_Action item_.
Print exactly what the entries say, line by line, from the first line down to the one with "When the cross", inclusive.

_Stored data_.
┄┄┄┄┄┄

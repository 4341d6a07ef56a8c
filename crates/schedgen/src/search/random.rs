//! Randomized sampling of the cross product.
//!
//! Each attempt draws one combination per course uniformly at random and
//! keeps the selection if it is conflict-free and new. When the cross
//! product is no larger than `exhaustive_tracking_limit`, every drawn
//! selection is remembered and the search ends as soon as all of them have
//! been seen, which makes small spaces converge to the same set the
//! systematic search finds. Larger spaces run until the solution cap or the
//! time limit.

use super::budget::{BudgetMonitor, SearchBudget, SearchCommand};
use super::strategy::{SearchSpace, SearchStrategy};
use super::types::{SearchOutcome, SearchStats, TerminationReason};
use crate::config::SearchConfig;
use rand::rngs::StdRng;
use rand::{Rng, SeedableRng};
use std::collections::HashSet;
use tracing::debug;

#[derive(Debug, Clone)]
pub struct RandomSearch {
    rng: StdRng,
    clock_check_interval: u64,
    exhaustive_tracking_limit: usize,
}

impl RandomSearch {
    /// Seeds from `config.seed` when set, otherwise from OS entropy.
    pub fn new(config: &SearchConfig) -> Self {
        let rng = match config.seed {
            Some(seed) => StdRng::seed_from_u64(seed),
            None => StdRng::from_entropy(),
        };
        Self {
            rng,
            clock_check_interval: config.clock_check_interval,
            exhaustive_tracking_limit: config.exhaustive_tracking_limit,
        }
    }
}

impl Default for RandomSearch {
    fn default() -> Self {
        Self::new(&SearchConfig::default())
    }
}

impl SearchStrategy for RandomSearch {
    fn name(&self) -> &str {
        "random"
    }

    fn search(&mut self, space: &SearchSpace, budget: &SearchBudget) -> SearchOutcome {
        if let Some(reason) = space.trivially_empty() {
            return SearchOutcome::empty(reason);
        }

        let sizes: Vec<usize> = space
            .courses()
            .iter()
            .map(|c| c.combinations.len())
            .collect();
        let tracked_total = space
            .product_size()
            .filter(|&total| total <= self.exhaustive_tracking_limit);

        let mut monitor = BudgetMonitor::new(*budget, self.clock_check_interval);
        let mut stats = SearchStats::default();
        let mut schedules = Vec::new();
        let mut seen: HashSet<Vec<usize>> = HashSet::new();
        let mut accepted: HashSet<Vec<usize>> = HashSet::new();

        let termination = loop {
            monitor.on_step();
            stats.attempts += 1;
            if let SearchCommand::Terminate(reason) = monitor.search_command(schedules.len()) {
                break reason;
            }

            let picks: Vec<usize> = sizes.iter().map(|&n| self.rng.gen_range(0..n)).collect();

            if tracked_total.is_some() && !seen.insert(picks.clone()) {
                continue;
            }

            if space.is_feasible(&picks) {
                if accepted.insert(picks.clone()) {
                    schedules.push(space.materialize(&picks));
                }
            } else {
                stats.pruned += 1;
            }

            if tracked_total == Some(seen.len()) {
                break if schedules.len() >= budget.max_solutions {
                    TerminationReason::SolutionLimit
                } else {
                    TerminationReason::Exhausted
                };
            }
        };

        stats.solutions = schedules.len();
        stats.elapsed = monitor.elapsed();
        debug!(
            "Random search over {} courses stopped ({}): {} attempts, {} rejected, {} schedules",
            sizes.len(),
            termination,
            stats.attempts,
            stats.pruned,
            stats.solutions
        );

        SearchOutcome {
            schedules,
            stats,
            termination,
        }
    }
}

#[cfg(test)]
mod tests {
    use super::*;
    use crate::search::tests::{budget, course, disjoint_space, space_from};

    fn seeded(seed: u64) -> RandomSearch {
        RandomSearch::new(&SearchConfig {
            seed: Some(seed),
            ..SearchConfig::default()
        })
    }

    #[test]
    fn test_small_space_is_exhausted() {
        let space = space_from(vec![
            course("A", vec![vec![("Mon", "0810", "0930")], vec![("Tue", "0810", "0930")]]),
            course("B", vec![vec![("Mon", "0900", "1000")], vec![("Wed", "0810", "0930")]]),
        ]);
        let outcome = seeded(7).search(&space, &budget(10));

        assert_eq!(outcome.termination, TerminationReason::Exhausted);
        assert_eq!(outcome.schedules.len(), 3);
    }

    #[test]
    fn test_respects_solution_cap_without_duplicates() {
        let space = disjoint_space(3, 4);
        let outcome = seeded(11).search(&space, &budget(20));

        assert_eq!(outcome.termination, TerminationReason::SolutionLimit);
        assert_eq!(outcome.schedules.len(), 20);
        let distinct: HashSet<_> = outcome.schedules.iter().collect();
        assert_eq!(distinct.len(), 20);
    }

    #[test]
    fn test_same_seed_same_order() {
        let space = disjoint_space(2, 5);
        let first = seeded(42).search(&space, &budget(8));
        let second = seeded(42).search(&space, &budget(8));
        assert_eq!(first.schedules, second.schedules);
    }

    #[test]
    fn test_untracked_space_stops_on_time_limit() {
        let space = space_from(vec![
            course("A", vec![vec![("Mon", "0810", "0930")]]),
            course("B", vec![vec![("Mon", "0900", "1000")]]),
        ]);
        let mut search = RandomSearch::new(&SearchConfig {
            seed: Some(1),
            exhaustive_tracking_limit: 0,
            ..SearchConfig::default()
        });
        let budget = SearchBudget::new(std::time::Duration::from_millis(20), 5).unwrap();
        let outcome = search.search(&space, &budget);

        assert_eq!(outcome.termination, TerminationReason::TimeLimit);
        assert!(outcome.schedules.is_empty());
        assert!(outcome.stats.attempts > 1);
    }
}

┄┄┄┄┄┄

_Answer to this task_.
repository 4341d6a07ef56a8c
filename crates/schedgen/src/search/random.rs
//! Randomized sampling of the cross product.
//!
//! Each attempt draws one combination per course uniformly at random and
//! keeps the selection if it is conflict-free and new. When the cross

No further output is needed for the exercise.